This odd, transcendent and triumphant novel completes Howe's series of quasi-autobiographical, radically philosophical fictions begun in 1972.

Publishers Weekly

Experimental poet and novelist Howe tells the story of modern-day martyr Henny, a filmmaker living in a working-class Boston neighborhood and married to McCool, an alcoholic musician whose jealousy and depression lead to tragedy. The couple have never had children of their own; instead, Henny raises a band of foster children and opens her dilapidated home to transients for extra money. But the most significant connections in her life are those she forges with her friends. Libby, whom she has known since childhood, when her mother was Libby's family's maid, is a wealthy but troubled "free spirit" who is strangely loyal to Henny, even as she betrays her by sleeping with McCool (albeit with permission). Lewis, Henny's first love, is a wheelchair-bound black activist and writer. Henny turns to mysticism and philosophy to attempt to make sense of her life--Buddhism, Marxism and Catholicism are just a few of her guiding forces; figures as divergent as Nietzsche and Bambi also serve as touchstones. On a practical level, the novel is sometimes confusing: Henny, though rooted in Boston, bounces among locales without much explanation, and time is anything but linear. Issues of race, class, sex and religion are seized upon and abandoned, and a few peripheral characters are never sufficiently fleshed out. Somehow, though, as viewed through Henny's eyes and embodied in her elliptical, dreamlike films, the strange logic of the novel hangs together "like finding meteor pebbles in the sole of your sneaker." (Jan.) Forecasts: Fans of Howe's poetry should enjoy this one, as should readers who relish the work of such avant-garde gender-benders as Anne Carson. Copyright 2000 Cahners Business Information.

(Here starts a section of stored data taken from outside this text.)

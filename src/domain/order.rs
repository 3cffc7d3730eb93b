use std::collections::{BTreeMap, HashMap, HashSet};

use bigdecimal::{BigDecimal, Zero};
use chrono::{DateTime, Datelike, NaiveDate, Utc};
use sha2::{Digest, Sha256};
use uuid::Uuid;

use super::knife::{non_empty, Knife};
use super::order_status::{self, CANCELLED, COMPLETED, RECEIVED};

const ORDER_NUMBER_SALT: &str = "BLADE_COMMERCE_SALT_2025";
const TOP_PRODUCT_LIMIT: usize = 5;
pub const INITIAL_HISTORY: &str = "Sipariş oluşturuldu.";

/// Snapshot of a knife at the time it was ordered.
#[derive(Debug, Clone)]
pub struct OrderItem {
    pub id: Uuid,
    pub knife_id: Uuid,
    pub name: String,
    pub category_id: i32,
    pub category_name: Option<String>,
    pub description: String,
    pub price: BigDecimal,
    pub discount_price: BigDecimal,
    pub quantity: i32,
    pub image_url: Option<String>,
    pub knife_type: String,
    pub blade_length: f64,
    pub blade_material: String,
    pub handle_material: String,
    pub color: Option<String>,
    pub selected_size: Option<String>,
    pub customer_note: Option<String>,
}

impl OrderItem {
    pub fn snapshot(
        knife: &Knife,
        quantity: i32,
        selected_size: Option<String>,
        customer_note: Option<String>,
    ) -> Self {
        Self {
            id: Uuid::new_v4(),
            knife_id: knife.id,
            name: knife.name.clone(),
            category_id: knife.category_id,
            category_name: knife.category_name.clone(),
            description: knife.description.clone(),
            price: knife.price.clone(),
            discount_price: knife.discount_price.clone(),
            quantity,
            image_url: knife.image_url.clone(),
            knife_type: knife.knife_type.clone(),
            blade_length: knife.blade_length,
            blade_material: knife.blade_material.clone(),
            handle_material: knife.handle_material.clone(),
            color: knife.color.clone(),
            selected_size,
            customer_note,
        }
    }

    /// Price actually charged per unit: the discount when it undercuts the
    /// regular price, otherwise the regular price.
    pub fn unit_price(&self) -> &BigDecimal {
        if self.discount_price > BigDecimal::zero() && self.discount_price < self.price {
            &self.discount_price
        } else {
            &self.price
        }
    }

    pub fn line_total(&self) -> BigDecimal {
        self.unit_price() * BigDecimal::from(self.quantity)
    }
}

#[derive(Debug, Clone)]
pub struct Order {
    pub id: Uuid,
    pub order_number: String,
    pub order_date: NaiveDate,
    pub conversation_id: String,
    pub payment_id: String,
    pub status_code: i32,
    pub status_text: String,
    pub shipping_address: String,
    pub shipping_city: String,
    pub billing_address: String,
    pub total_amount: BigDecimal,
    pub history: String,
    pub user_name: String,
    pub user_surname: String,
    pub email: String,
    pub phone_number: String,
    pub admin_note: String,
    pub items: Vec<OrderItem>,
    pub created_at: DateTime<Utc>,
    pub updated_at: DateTime<Utc>,
}

#[derive(Debug, Clone)]
pub struct StatusUpdate {
    pub status_code: i32,
    pub status_text: String,
    pub history: Option<String>,
    pub admin_note: Option<String>,
}

impl Order {
    pub fn apply_status_update(&mut self, update: &StatusUpdate) {
        self.status_code = update.status_code;
        self.status_text = update.status_text.clone();
        if let Some(history) = &update.history {
            self.history = history.clone();
        }
        if let Some(note) = update.admin_note.as_deref().filter(|n| !n.is_empty()) {
            self.admin_note = note.to_string();
        }
        self.updated_at = Utc::now();
    }
}

// ── Checkout input ───────────────────────────────────────────────────────────

#[derive(Debug, Clone, Default)]
pub struct Buyer {
    pub name: String,
    pub surname: String,
    pub email: String,
    pub gsm_number: String,
}

#[derive(Debug, Clone, Default)]
pub struct Address {
    pub address: String,
    pub city: String,
}

#[derive(Debug, Clone)]
pub struct BasketItem {
    pub knife_id: String,
    pub quantity: i32,
    pub selected_size: Option<String>,
    pub note: Option<String>,
}

/// Checkout payload as received from the payment gateway flow.
#[derive(Debug, Clone, Default)]
pub struct Checkout {
    pub conversation_id: String,
    pub price: String,
    pub payment_id: String,
    pub buyer: Option<Buyer>,
    pub shipping_address: Option<Address>,
    pub billing_address: Option<Address>,
    pub basket_items: Vec<BasketItem>,
}

// ── Order numbers ────────────────────────────────────────────────────────────

/// `ORD-` followed by the first four SHA-256 bytes (upper-case hex) of the
/// timestamp, the order date and the next daily sequence number.
pub fn generate_order_number(timestamp_millis: i64, date: NaiveDate, daily_count: i64) -> String {
    let input = format!(
        "{}:{}:{}:{}",
        timestamp_millis,
        date.format("%Y-%m-%d"),
        daily_count + 1,
        ORDER_NUMBER_SALT
    );
    let digest = Sha256::digest(input.as_bytes());
    format!("ORD-{}", hex::encode_upper(&digest[..4]))
}

/// Sequential number assigned to orders that predate hashed order numbers.
pub fn backfill_order_number(order_date: NaiveDate, index: usize, taken: &HashSet<String>) -> String {
    let year = order_date.year();
    let base = format!("ORD-{}-{:06}", year, index + 1);
    if !taken.contains(&base) {
        return base;
    }
    let mut counter = 1;
    loop {
        let candidate = format!("{}-{}", base, counter);
        if !taken.contains(&candidate) {
            return candidate;
        }
        counter += 1;
    }
}

// ── Search ───────────────────────────────────────────────────────────────────

#[derive(Debug, Clone, Default)]
pub struct OrderSearch {
    pub search_term: Option<String>,
    pub min_total: Option<BigDecimal>,
    pub max_total: Option<BigDecimal>,
    pub start_date: Option<NaiveDate>,
    pub end_date: Option<NaiveDate>,
    pub status_code: Option<i32>,
    pub payment_id: Option<String>,
    pub conversation_id: Option<String>,
    pub shipping_city: Option<String>,
    pub admin_note: Option<String>,
    pub ascending: bool,
}

impl OrderSearch {
    pub fn terms(&self) -> Vec<&str> {
        self.search_term
            .as_deref()
            .map(|t| t.split_whitespace().collect())
            .unwrap_or_default()
    }

    /// In-memory equivalent of the repository query.
    pub fn matches(&self, order: &Order) -> bool {
        let contains = |haystack: &str, needle: &str| {
            haystack.to_lowercase().contains(&needle.trim().to_lowercase())
        };

        for term in self.terms() {
            let id_match = Uuid::parse_str(term).map(|id| id == order.id).unwrap_or(false);
            let text_match = [
                &order.user_name,
                &order.user_surname,
                &order.email,
                &order.phone_number,
                &order.order_number,
            ]
            .iter()
            .any(|field| contains(field, term));
            if !(id_match || text_match) {
                return false;
            }
        }
        if self.min_total.as_ref().is_some_and(|min| &order.total_amount < min) {
            return false;
        }
        if self.max_total.as_ref().is_some_and(|max| &order.total_amount > max) {
            return false;
        }
        if self.start_date.is_some_and(|start| order.order_date < start) {
            return false;
        }
        if self.end_date.is_some_and(|end| order.order_date > end) {
            return false;
        }
        if self.status_code.is_some_and(|code| order.status_code != code) {
            return false;
        }
        let text_filters = [
            (&self.payment_id, &order.payment_id),
            (&self.conversation_id, &order.conversation_id),
            (&self.shipping_city, &order.shipping_city),
            (&self.admin_note, &order.admin_note),
        ];
        for (filter, field) in text_filters {
            if let Some(needle) = non_empty(filter).filter(|s| !s.trim().is_empty()) {
                if !contains(field, needle) {
                    return false;
                }
            }
        }
        true
    }
}

// ── Statistics ───────────────────────────────────────────────────────────────

#[derive(Debug, Clone, PartialEq)]
pub struct ProductStatistics {
    pub product_id: Uuid,
    pub product_name: String,
    pub order_count: i64,
    pub revenue: BigDecimal,
    pub total_quantity: i64,
}

#[derive(Debug, Clone, Default)]
pub struct OrderStatistics {
    pub total_orders: i64,
    pub pending_orders: i64,
    pub completed_orders: i64,
    pub cancelled_orders: i64,
    pub total_revenue: BigDecimal,
    pub average_order_value: BigDecimal,
    pub pending_revenue: BigDecimal,
    pub orders_by_date: BTreeMap<String, i64>,
    pub revenue_by_date: BTreeMap<String, BigDecimal>,
    pub orders_by_status: BTreeMap<String, i64>,
    pub top_products: Vec<ProductStatistics>,
    pub growth_rate: f64,
    pub orders_last_period: i64,
    pub period_start: Option<NaiveDate>,
    pub period_end: Option<NaiveDate>,
    pub days_covered: i64,
}

/// Inclusive day count of a closed period.
pub fn days_covered(start: NaiveDate, end: NaiveDate) -> i64 {
    (end - start).num_days() + 1
}

/// The period of equal length immediately before `[start, end]`.
pub fn previous_period(start: NaiveDate, end: NaiveDate) -> (NaiveDate, NaiveDate) {
    let days = days_covered(start, end);
    let prev_end = start - chrono::Duration::days(1);
    let prev_start = start - chrono::Duration::days(days);
    (prev_start, prev_end)
}

impl OrderStatistics {
    pub fn compute(
        orders: &[Order],
        start: Option<NaiveDate>,
        end: Option<NaiveDate>,
        orders_last_period: Option<i64>,
    ) -> Self {
        let mut stats = OrderStatistics {
            period_start: start,
            period_end: end,
            total_orders: orders.len() as i64,
            ..Default::default()
        };

        let mut products: HashMap<Uuid, ProductStatistics> = HashMap::new();
        for order in orders {
            let date_key = order.order_date.format("%Y-%m-%d").to_string();
            *stats.orders_by_date.entry(date_key.clone()).or_insert(0) += 1;
            let day_revenue = stats
                .revenue_by_date
                .entry(date_key)
                .or_insert_with(BigDecimal::zero);
            *day_revenue += &order.total_amount;

            let status_key = order_status::text_for(order.status_code).to_string();
            *stats.orders_by_status.entry(status_key).or_insert(0) += 1;

            stats.total_revenue += &order.total_amount;
            match order.status_code {
                RECEIVED => {
                    stats.pending_orders += 1;
                    stats.pending_revenue += &order.total_amount;
                }
                COMPLETED => stats.completed_orders += 1,
                CANCELLED => stats.cancelled_orders += 1,
                _ => {}
            }

            for item in &order.items {
                let entry = products.entry(item.knife_id).or_insert_with(|| ProductStatistics {
                    product_id: item.knife_id,
                    product_name: item.name.clone(),
                    order_count: 0,
                    revenue: BigDecimal::zero(),
                    total_quantity: 0,
                });
                entry.order_count += 1;
                entry.total_quantity += i64::from(item.quantity);
                entry.revenue += item.line_total();
            }
        }

        if stats.total_orders > 0 {
            stats.average_order_value =
                (stats.total_revenue.clone() / BigDecimal::from(stats.total_orders)).round(2);
        }

        let mut top: Vec<ProductStatistics> = products.into_values().collect();
        top.sort_by(|a, b| {
            b.revenue
                .cmp(&a.revenue)
                .then_with(|| a.product_name.cmp(&b.product_name))
        });
        top.truncate(TOP_PRODUCT_LIMIT);
        stats.top_products = top;

        if let (Some(start), Some(end)) = (start, end) {
            stats.days_covered = days_covered(start, end);
        }

        if let Some(previous) = orders_last_period {
            stats.orders_last_period = previous;
            stats.growth_rate = growth_rate(stats.total_orders, previous);
        }

        stats
    }
}

/// Percentage change against the previous period, rounded to two decimals.
fn growth_rate(current: i64, previous: i64) -> f64 {
    let rate = if previous > 0 {
        (current - previous) as f64 / previous as f64 * 100.0
    } else if current > 0 {
        100.0
    } else {
        0.0
    };
    (rate * 100.0).round() / 100.0
}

About the Author, Fanny Howe

Fanny Howe is the author of several works of fiction (most recently, Economics from Flood Editions) and collections of poems, including One Crossed Out and Gone. She is the winner of the 2000 Lenore Marshall Award for her Selected Poems. Her first collection of essays, The Wedding Dress, was published by UC Press in the Fall of 2003. She lives in Massachusetts but remains Professor Emeritus at UCSD in the Department of Literature.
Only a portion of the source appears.